**INSTRUCTIONS FOR THE TASK:** Check the records below line by line for the string "filter". Give the number of lines that contain it and nothing else.

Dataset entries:
------------------------------------------------------------
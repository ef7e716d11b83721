use crate::config::EncryptionConfig;
use crate::errors::{AppError, AppResult};
use crate::events::{EventBus, StorageEvent};
use crate::models::{EncryptedPayload, SealedValue};
use aes_gcm::aead::{Aead, KeyInit};
use aes_gcm::{Aes256Gcm, Nonce};
use base64::engine::general_purpose::STANDARD;
use base64::Engine;
use serde_json::Value;
use sha2::Sha256;
use std::fmt;
use std::sync::atomic::{AtomicBool, Ordering};
use std::sync::Arc;

const SALT_LEN: usize = 16;
const IV_LEN: usize = 12;
const TAG_LEN: usize = 16;
const KEY_LEN: usize = 32;

/// AES-256-GCM over JSON values with a PBKDF2 key derived per call from a fresh salt.
pub struct EncryptionService {
    enabled: AtomicBool,
    secret: Option<Arc<str>>,
    iterations: u32,
    events: EventBus,
}

impl fmt::Debug for EncryptionService {
    fn fmt(&self, f: &mut fmt::Formatter<'_>) -> fmt::Result {
        f.debug_struct("EncryptionService")
            .field("enabled", &self.is_enabled())
            .field("has_secret", &self.secret.is_some())
            .field("iterations", &self.iterations)
            .finish()
    }
}

impl EncryptionService {
    pub fn new(config: &EncryptionConfig) -> AppResult<Self> {
        let secret = config.secret.as_deref().filter(|secret| !secret.is_empty());
        if config.enabled && secret.is_none() {
            return Err(AppError::Config("encryption enabled without a secret".to_string()));
        }
        if config.iterations == 0 {
            return Err(AppError::Config("key derivation iterations must be positive".to_string()));
        }
        Ok(Self {
            enabled: AtomicBool::new(config.enabled),
            secret: secret.map(Arc::from),
            iterations: config.iterations,
            events: EventBus::new(),
        })
    }

    /// A service that never encrypts and cannot decrypt.
    pub fn disabled() -> Self {
        Self {
            enabled: AtomicBool::new(false),
            secret: None,
            iterations: crate::config::DEFAULT_KDF_ITERATIONS,
            events: EventBus::new(),
        }
    }

    pub fn is_enabled(&self) -> bool {
        self.enabled.load(Ordering::SeqCst)
    }

    /// Existing ciphertext is left as-is; callers migrate it if they need to.
    pub fn set_enabled(&self, enabled: bool) -> AppResult<()> {
        if enabled && self.secret.is_none() {
            return Err(AppError::Config("cannot enable encryption without a secret".to_string()));
        }
        self.enabled.store(enabled, Ordering::SeqCst);
        Ok(())
    }

    pub fn events(&self) -> &EventBus {
        &self.events
    }

    pub async fn encrypt_data(&self, value: &Value) -> AppResult<SealedValue> {
        let Some(secret) = self.secret.clone().filter(|_| self.is_enabled()) else {
            return Ok(SealedValue::Plain { data: value.clone() });
        };
        let plaintext = serde_json::to_vec(value)?;
        let iterations = self.iterations;
        let payload = tokio::task::spawn_blocking(move || seal(&secret, iterations, &plaintext)).await??;
        Ok(SealedValue::Encrypted(payload))
    }

    pub async fn decrypt_data(&self, payload: &EncryptedPayload) -> AppResult<Value> {
        let result = match self.secret.clone() {
            Some(secret) => {
                let payload = payload.clone();
                let iterations = self.iterations;
                match tokio::task::spawn_blocking(move || open(&secret, iterations, &payload)).await {
                    Ok(result) => result,
                    Err(error) => Err(AppError::from(error)),
                }
            }
            None => Err(AppError::Crypto("no secret configured for decryption".to_string())),
        };

        if let Err(error) = &result {
            tracing::error!(error = %error, "decryption failed");
            self.events.publish(StorageEvent::Error {
                operation: "decrypt".to_string(),
                entity_type: None,
                message: error.to_string(),
            });
        }
        result
    }

    /// Unwraps either form produced by `encrypt_data`.
    pub async fn open_sealed(&self, sealed: &SealedValue) -> AppResult<Value> {
        match sealed {
            SealedValue::Encrypted(payload) => self.decrypt_data(payload).await,
            SealedValue::Plain { data } => Ok(data.clone()),
        }
    }
}

fn derive_key(secret: &str, salt: &[u8], iterations: u32) -> [u8; KEY_LEN] {
    let mut key = [0u8; KEY_LEN];
    pbkdf2::pbkdf2_hmac::<Sha256>(secret.as_bytes(), salt, iterations, &mut key);
    key
}

fn seal(secret: &str, iterations: u32, plaintext: &[u8]) -> AppResult<EncryptedPayload> {
    let salt: [u8; SALT_LEN] = rand::random();
    let iv: [u8; IV_LEN] = rand::random();
    let key = derive_key(secret, &salt, iterations);
    let cipher = Aes256Gcm::new_from_slice(&key).map_err(|error| AppError::Crypto(error.to_string()))?;
    let mut sealed = cipher
        .encrypt(Nonce::from_slice(&iv), plaintext)
        .map_err(|error| AppError::Crypto(error.to_string()))?;
    let tag = sealed.split_off(sealed.len() - TAG_LEN);

    Ok(EncryptedPayload {
        data: STANDARD.encode(&sealed),
        salt: STANDARD.encode(salt),
        iv: STANDARD.encode(iv),
        auth_tag: STANDARD.encode(tag),
    })
}

fn open(secret: &str, iterations: u32, payload: &EncryptedPayload) -> AppResult<Value> {
    let salt = decode_part("salt", &payload.salt)?;
    let iv = decode_part("iv", &payload.iv)?;
    let tag = decode_part("authTag", &payload.auth_tag)?;
    let mut ciphertext = decode_part("data", &payload.data)?;
    if iv.len() != IV_LEN || tag.len() != TAG_LEN {
        return Err(AppError::Crypto("malformed encryption envelope".to_string()));
    }

    let key = derive_key(secret, &salt, iterations);
    let cipher = Aes256Gcm::new_from_slice(&key).map_err(|error| AppError::Crypto(error.to_string()))?;
    ciphertext.extend_from_slice(&tag);
    let plaintext = cipher
        .decrypt(Nonce::from_slice(&iv), ciphertext.as_slice())
        .map_err(|_| AppError::Crypto("authentication failed: wrong key or tampered data".to_string()))?;
    serde_json::from_slice(&plaintext).map_err(|error| AppError::Crypto(format!("decrypted payload is not json: {}", error)))
}

fn decode_part(name: &str, encoded: &str) -> AppResult<Vec<u8>> {
    STANDARD
        .decode(encoded)
        .map_err(|error| AppError::Crypto(format!("invalid {} encoding: {}", name, error)))
}

#[cfg(test)]
mod tests {
    use super::*;
    use serde_json::json;

    fn service(secret: &str) -> EncryptionService {
        EncryptionService::new(&EncryptionConfig {
            enabled: true,
            secret: Some(secret.to_string()),
            iterations: 1_000,
        })
        .expect("encryption service")
    }

    fn encrypted(sealed: SealedValue) -> EncryptedPayload {
        match sealed {
            SealedValue::Encrypted(payload) => payload,
            SealedValue::Plain { .. } => panic!("expected ciphertext"),
        }
    }

    #[test]
    fn enabled_without_secret_fails_initialization() {
        let error = EncryptionService::new(&EncryptionConfig {
            enabled: true,
            secret: None,
            iterations: 1_000,
        })
        .expect_err("missing secret");
        assert_eq!(error.code(), "CONFIG_INVALID");
    }

    #[tokio::test]
    async fn structured_values_survive_a_round_trip() {
        let crypto = service("pw");
        let value = json!({"title": "Deep work", "minutes": 50, "tags": ["focus"]});
        let payload = encrypted(crypto.encrypt_data(&value).await.expect("encrypt"));
        assert!(!payload.data.contains("Deep work"));
        assert_eq!(crypto.decrypt_data(&payload).await.expect("decrypt"), value);
    }

    #[tokio::test]
    async fn each_call_uses_fresh_salt_and_iv() {
        let crypto = service("pw");
        let first = encrypted(crypto.encrypt_data(&json!("same")).await.expect("first"));
        let second = encrypted(crypto.encrypt_data(&json!("same")).await.expect("second"));
        assert_ne!(first.salt, second.salt);
        assert_ne!(first.iv, second.iv);
        assert_ne!(first.data, second.data);
    }

    #[tokio::test]
    async fn disabled_service_passes_values_through() {
        let crypto = service("pw");
        crypto.set_enabled(false).expect("disable");
        let sealed = crypto.encrypt_data(&json!({"a": 1})).await.expect("encrypt");
        assert_eq!(sealed, SealedValue::Plain { data: json!({"a": 1}) });
        assert_eq!(crypto.open_sealed(&sealed).await.expect("open"), json!({"a": 1}));
    }

    #[tokio::test]
    async fn tampered_ciphertext_is_rejected_and_reported() {
        let crypto = service("pw");
        let mut receiver = crypto.events().subscribe();
        let mut payload = encrypted(crypto.encrypt_data(&json!("secret")).await.expect("encrypt"));
        let mut tag = STANDARD.decode(&payload.auth_tag).expect("tag");
        tag[0] ^= 0xff;
        payload.auth_tag = STANDARD.encode(tag);

        let error = crypto.decrypt_data(&payload).await.expect_err("tampered");
        assert_eq!(error.code(), "CRYPTO_FAILURE");
        match receiver.recv().await.expect("error event") {
            StorageEvent::Error { operation, .. } => assert_eq!(operation, "decrypt"),
            other => panic!("unexpected event {:?}", other),
        }
    }

    #[tokio::test]
    async fn wrong_secret_cannot_decrypt() {
        let payload = encrypted(service("right").encrypt_data(&json!(42)).await.expect("encrypt"));
        assert!(service("wrong").decrypt_data(&payload).await.is_err());
    }

    #[tokio::test]
    async fn malformed_envelope_is_a_crypto_error() {
        let crypto = service("pw");
        let payload = EncryptedPayload {
            data: "%%%".to_string(),
            salt: "AAAA".to_string(),
            iv: "AAAA".to_string(),
            auth_tag: "AAAA".to_string(),
        };
        assert_eq!(crypto.decrypt_data(&payload).await.expect_err("malformed").code(), "CRYPTO_FAILURE");
    }

    #[test]
    fn enabling_requires_a_secret() {
        let crypto = EncryptionService::disabled();
        assert!(crypto.set_enabled(true).is_err());
        assert!(!crypto.is_enabled());
    }
}
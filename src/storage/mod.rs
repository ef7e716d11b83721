pub mod adapter;
pub mod crypto;
pub mod entities;
pub mod file_io;
pub mod metadata;
pub mod migration;
pub mod settings;

use crate::errors::{AppError, AppResult};
use crate::events::EventBus;
use crate::models::{EntityOptions, ReadOptions, Record, SettingOptions, SettingRecord};
use async_trait::async_trait;
use serde_json::Value;

/// Predicate for `search_entities`, applied to decrypted records.
pub type EntityPredicate<'a> = &'a (dyn Fn(&Record) -> bool + Send + Sync);

#[async_trait]
pub trait EntityStore: Send + Sync + 'static {
    async fn initialize(&self) -> AppResult<()>;
    fn events(&self) -> &EventBus;

    async fn create_entity(&self, entity_type: &str, data: Record, options: &EntityOptions) -> AppResult<Record>;
    async fn get_entity(&self, entity_type: &str, id: &str, options: ReadOptions) -> AppResult<Option<Record>>;
    async fn get_all_entities(&self, entity_type: &str, options: ReadOptions) -> AppResult<Vec<Record>>;
    async fn update_entity(
        &self,
        entity_type: &str,
        id: &str,
        partial: Record,
        options: &EntityOptions,
    ) -> AppResult<Option<Record>>;
    async fn delete_entity(&self, entity_type: &str, id: &str) -> AppResult<bool>;
    async fn search_entities(
        &self,
        entity_type: &str,
        predicate: EntityPredicate<'_>,
        options: ReadOptions,
    ) -> AppResult<Vec<Record>>;
}

#[async_trait]
pub trait SettingsStore: Send + Sync + 'static {
    async fn initialize(&self) -> AppResult<()>;
    fn events(&self) -> &EventBus;

    async fn get_setting(&self, key: &str, default: Value) -> AppResult<Value>;
    async fn set_setting(&self, key: &str, value: Value, options: SettingOptions) -> AppResult<bool>;
    async fn delete_setting(&self, key: &str) -> AppResult<bool>;
    async fn get_all_settings(&self) -> AppResult<Vec<SettingRecord>>;
}

#[async_trait]
pub trait MetadataStore: Send + Sync + 'static {
    async fn initialize(&self) -> AppResult<()>;
    fn events(&self) -> &EventBus;

    async fn get_metadata(&self, key: &str, default: Value) -> AppResult<Value>;
    async fn store_metadata(&self, key: &str, value: Value) -> AppResult<bool>;
    async fn update_metadata(&self, key: &str, partial: Record) -> AppResult<Record>;
    async fn delete_metadata(&self, key: &str) -> AppResult<bool>;
    async fn list_metadata_keys(&self) -> AppResult<Vec<String>>;
}

/// Rejects names that would escape their directory or collide with sidecar dirs.
pub(crate) fn validate_component(kind: &str, value: &str) -> AppResult<()> {
    let invalid = value.is_empty()
        || value.starts_with('.')
        || value.contains(['/', '\\', '\0'])
        || value.contains("..");
    if invalid {
        return Err(AppError::InvalidInput(format!("invalid {} '{}'", kind, value)));
    }
    Ok(())
}

#[cfg(test)]
mod tests {
    use super::validate_component;

    #[test]
    fn path_components_are_validated() {
        assert!(validate_component("id", "entity_1700000000000_abc").is_ok());
        assert!(validate_component("entity type", "focusSessions").is_ok());
        for bad in ["", ".hidden", "a/b", "a\\b", "..", "x..y"] {
            assert!(validate_component("id", bad).is_err(), "{bad} should be rejected");
        }
    }
}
------------------------------------------------------------
**SOLVED EXERCISE:** 2